Particolare attenzione dovrà inoltre essere posta nell'uso delle consegne verbali capaci di modificare la qualità del gesto. Infatti, ad esempio, l'invito a "spingere" con le braccia tese le spalle del terapista mentre il paziente cammina potrà ottenere un effetto stabilizzante, mentre quello di "allungarsi a toccarle" sarà facilmente destabilizzante e quello di "attaccarsi e tirare" sicuramente svantaggioso per la progressione. Un esempio questo che indica il pericolo di sottovalutare il secondo sistema di segnalazione come importante strumento terapeutico a disposizione del terapista.
L'efficacia comunque perseguita deve però considerare la necessità di una gestione autonoma successiva da parte del paziente non condizionata dalla presenza del terapista. Questo obiettivo può autorizzare il ricorso a manovre autostabilizzanti (mani in tasca, conserte o strette dietro la schiena) a condizione che non inibiscano soverchiamente le fisiologiche reazioni posturali (soprattutto le componenti rotatorie di queste) fondamentali nel controllo dell'equilibrio e non aumentino eccessivamente la spontanea tendenza alla fissità. Per il controllo della componente dismetrica espressa nella gestualità o attività transitiva sull'ambiente, è talora riscontrabile un vantaggio nel privilegio dato ad alcune qualità afferenziali (es. tattili) più efficaci di quelle visive nel controllo delle correzioni. Più tradizionali e collaudati sono poi gli artifizi similortesici rappresentati dagli appesantimenti con piombi ai polsi (invero talora assai efficaci e da non trascurare) il cui meccanismo d'azione è certamente da ricercare nell'effetto di cocontrazione con conseguente aumento di energia contrattile muscolare (contrasto di un segno cerebellare primario).
Ugualmente noto e certamente valido è il progetto di addestrare il paziente a limitare i gradi di libertà del movimento nel senso di contenere, magari in sequenza, l'attivazione di movimenti articolari successivamente coinvolti in un gesto finalizzato e limitare il numero delle componenti da controllare contemporaneamente. Questo artificio si dimostra sufficientemente valido per contrastare l'effetto di sommazione di errori a "cascata". Quest'ultimo accorgimento, in parte in contraddizione con l'obiettivo generale di ampliare le configurazioni motorie disponibili, può rappresentare una risposta accettabile soprattutto nelle forme più gravi dominate dal segno del tremore intenzionale e facilitare l'autonomia in alcune prestazioni fondamentali come quella dell'alimentazione autonoma.

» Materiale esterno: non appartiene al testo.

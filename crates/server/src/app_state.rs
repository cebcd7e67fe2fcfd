use std::sync::Arc;

use user_sync::WebhookVerifier;

use crate::db::LazyStorage;

#[derive(Clone)]
pub(crate) struct AppState {
    pub(crate) storage: Arc<LazyStorage>,
    pub(crate) verifier: WebhookVerifier,
}
//! The `wideint` crate defines [`WideInt`], a fixed-width
//! two's-complement signed integer of 2032 bits.  The idea is that if
//! you need integer arithmetic well beyond the native machine word
//! but with the predictable wraparound behaviour of a native type,
//! you can depend on this crate without pulling in an
//! arbitrary-precision library.

mod twoscomplement;

pub use crate::twoscomplement::error::{ConversionFailed, DivisionByZero, ParseWideIntError};
pub use crate::twoscomplement::signed::WideInt;
pub use crate::twoscomplement::Sign;
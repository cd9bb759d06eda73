//! A small command-line calculator over 2032-bit signed integers.
//! Operands are decimal text; the result is printed as decimal text.
//! Everything interesting lives in the `wideint` crate; this binary
//! just parses the command line and reports errors.

use std::cmp::Ordering;
use std::str::FromStr;

use clap::Parser;
use tracing::{event, Level};
use tracing_subscriber::prelude::*;

use wideint::WideInt;

#[derive(Debug, Parser)]
#[command(
    name = "wideint-calc",
    about = "Evaluate an arithmetic expression on 2032-bit signed integers"
)]
struct Args {
    /// Left operand, in decimal (a leading '-' is accepted).
    lhs: String,

    /// Operator: one of +, -, x (or *), /, %, cmp.
    op: String,

    /// Right operand, in decimal.
    rhs: String,
}

fn evaluate(lhs: WideInt, op: &str, rhs: WideInt) -> Result<String, Box<dyn std::error::Error>> {
    match op {
        "+" => Ok((lhs + rhs).to_string()),
        "-" => Ok((lhs - rhs).to_string()),
        // "x" is accepted because "*" is inconvenient to pass through
        // a shell unquoted.
        "x" | "*" => Ok((lhs * rhs).to_string()),
        "/" => {
            let (quotient, _) = lhs.div_rem(rhs)?;
            Ok(quotient.to_string())
        }
        "%" => {
            let (_, remainder) = lhs.div_rem(rhs)?;
            Ok(remainder.to_string())
        }
        "cmp" => Ok(match lhs.cmp(&rhs) {
            Ordering::Less => "<",
            Ordering::Equal => "=",
            Ordering::Greater => ">",
        }
        .to_string()),
        other => Err(format!("unknown operator '{other}'").into()),
    }
}

fn run_calculator() -> Result<(), Box<dyn std::error::Error>> {
    let args = Args::parse();

    // See
    // https://docs.rs/tracing-subscriber/0.3/tracing_subscriber/fmt/index.html#filtering-events-with-environment-variables
    // for instructions on how to select which trace messages get
    // printed.
    let fmt_layer = tracing_subscriber::fmt::layer().with_target(true);
    let filter_layer = tracing_subscriber::EnvFilter::try_from_default_env()
        .or_else(|_| tracing_subscriber::EnvFilter::try_new("info"))?;
    tracing_subscriber::registry()
        .with(filter_layer)
        .with(fmt_layer)
        .init();

    let lhs = WideInt::from_str(&args.lhs)
        .map_err(|e| format!("left operand '{}': {e}", args.lhs))?;
    let rhs = WideInt::from_str(&args.rhs)
        .map_err(|e| format!("right operand '{}': {e}", args.rhs))?;
    event!(Level::DEBUG, "evaluating {} {} {}", lhs, args.op, rhs);

    let result = evaluate(lhs, &args.op, rhs)?;
    println!("{result}");
    Ok(())
}

fn main() {
    match run_calculator() {
        Err(e) => {
            eprintln!("wideint-calc: {e}");
            std::process::exit(1);
        }
        Ok(()) => {
            std::process::exit(0);
        }
    }
}
use std::time::Duration;

/// High-level classification of an error for retry purposes.
#[derive(Debug, Clone, Copy, PartialEq, Eq)]
pub enum ErrorKind {
    /// Operation timed out (connect/read).
    Timeout,
    /// Server asked us to slow down (429, 503).
    Throttled,
    /// Network-level failure (connection reset, DNS, proxy).
    Connection,
    /// HTTP status that is retryable but not strictly throttling (5xx).
    Http5xx(u16),
    /// Any other error (not retried).
    Other,
}

/// Decision returned by the retry policy.
#[derive(Debug, Clone, Copy, PartialEq, Eq)]
pub enum RetryDecision {
    NoRetry,
    RetryAfter(Duration),
}

/// Fixed-delay retry policy: every retryable error sleeps the same duration.
#[derive(Debug, Clone, Copy)]
pub struct RetryPolicy {
    /// Maximum number of attempts, including the first.
    pub max_attempts: u32,
    /// Delay before every retry (not just the first).
    pub sleep: Duration,
}

impl Default for RetryPolicy {
    fn default() -> Self {
        Self {
            max_attempts: 4,
            sleep: Duration::from_secs(1),
        }
    }
}

impl RetryPolicy {
    pub fn new(retry_times: u32, retry_sleep: Duration) -> Self {
        Self {
            max_attempts: retry_times + 1,
            sleep: retry_sleep,
        }
    }

    /// `attempt` is 1-based (1 = first attempt).
    pub fn decide(&self, attempt: u32, kind: ErrorKind) -> RetryDecision {
        if attempt >= self.max_attempts {
            return RetryDecision::NoRetry;
        }
        match kind {
            ErrorKind::Other => RetryDecision::NoRetry,
            ErrorKind::Timeout
            | ErrorKind::Connection
            | ErrorKind::Throttled
            | ErrorKind::Http5xx(_) => RetryDecision::RetryAfter(self.sleep),
        }
    }
}

#[cfg(test)]
mod tests {
    use super::*;

    #[test]
    fn no_retry_for_other() {
        let p = RetryPolicy::default();
        assert_eq!(p.decide(1, ErrorKind::Other), RetryDecision::NoRetry);
    }

    #[test]
    fn fixed_delay_does_not_grow() {
        let p = RetryPolicy::new(5, Duration::from_millis(200));
        let d1 = match p.decide(1, ErrorKind::Timeout) {
            RetryDecision::RetryAfter(d) => d,
            _ => panic!("expected retry"),
        };
        let d2 = match p.decide(3, ErrorKind::Timeout) {
            RetryDecision::RetryAfter(d) => d,
            _ => panic!("expected retry"),
        };
        assert_eq!(d1, d2);
        assert_eq!(d1, Duration::from_millis(200));
    }

    #[test]
    fn respects_max_attempts() {
        let p = RetryPolicy::new(2, Duration::from_millis(1));
        assert!(matches!(
            p.decide(1, ErrorKind::Throttled),
            RetryDecision::RetryAfter(_)
        ));
        assert!(matches!(
            p.decide(2, ErrorKind::Throttled),
            RetryDecision::RetryAfter(_)
        ));
        assert_eq!(p.decide(3, ErrorKind::Throttled), RetryDecision::NoRetry);
    }
}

4.3. Associazioni lesionali di secondo ordine con reazioni posturali dissociate. I pazienti che “non sanno cambiare"
Possono essere descritte come una diarchia per la coesistenza di aspetti relativi sia l'inibizione che la disinibizione delle reazioni posturali. L'effetto finale può definirsi come una "dissociazione" delle diverse componenti motorie esaminate sia a livello topografico distributivo che all'interno di schemi di movimento complessi. Sarà possibile registrare l'accentuazione delle reazioni di equilibrio in assenza delle reazioni di raddrizzamento così come l'assenza delle reazioni di paracadute insieme con l'esagerazione o la distorsione di quelle di equilibrio.
La condizione di dissociazione così descritta esprime un comportamento motorio molto caratteristico, di pressoché esclusivo riscontro nei pazienti con SM, effetto di un disturbo esecutivo dovuto alla mancata gestione operativa degli strumenti motori automatici soggiacenti. La “difficoltà a cambiare”, scelta come definizione del comportamento patologico così emergente, è l'effetto dell'instabilità conseguente il ridotto adattamento posturale con la perdita di parte della capacità di modulazione adattativa. Ne consegue una caratteristica e specifica difficoltà ad elaborare corretti tempi esecutivi che si manifesta tipicamente sotto forma dell'anticipazione. Pare quasi che il paziente, consapevole della difficoltà del controllo, cerchi di abbreviare il compito iniziato anticipandone la fine a scapito delle fasi intermedie esecutive. L'incertezza e l'instabilità, presenti come nell'associazione lesionale con reazioni disinibite, si assommano all'inibizione di alcune risposte correttive automatiche come nell'associazione lesionale con reazioni posturali ridotte e, come in quest' ultima, l'asincronia e il ritardo esecutivo, anticipano la crisi del controllo del baricentro. Questa combinazione di eventi complica la scelta corretta, da parte del paziente, di riferimenti topologici utili, a partire da quelli interni, talora ulteriormente compromessi da distorsioni percettive.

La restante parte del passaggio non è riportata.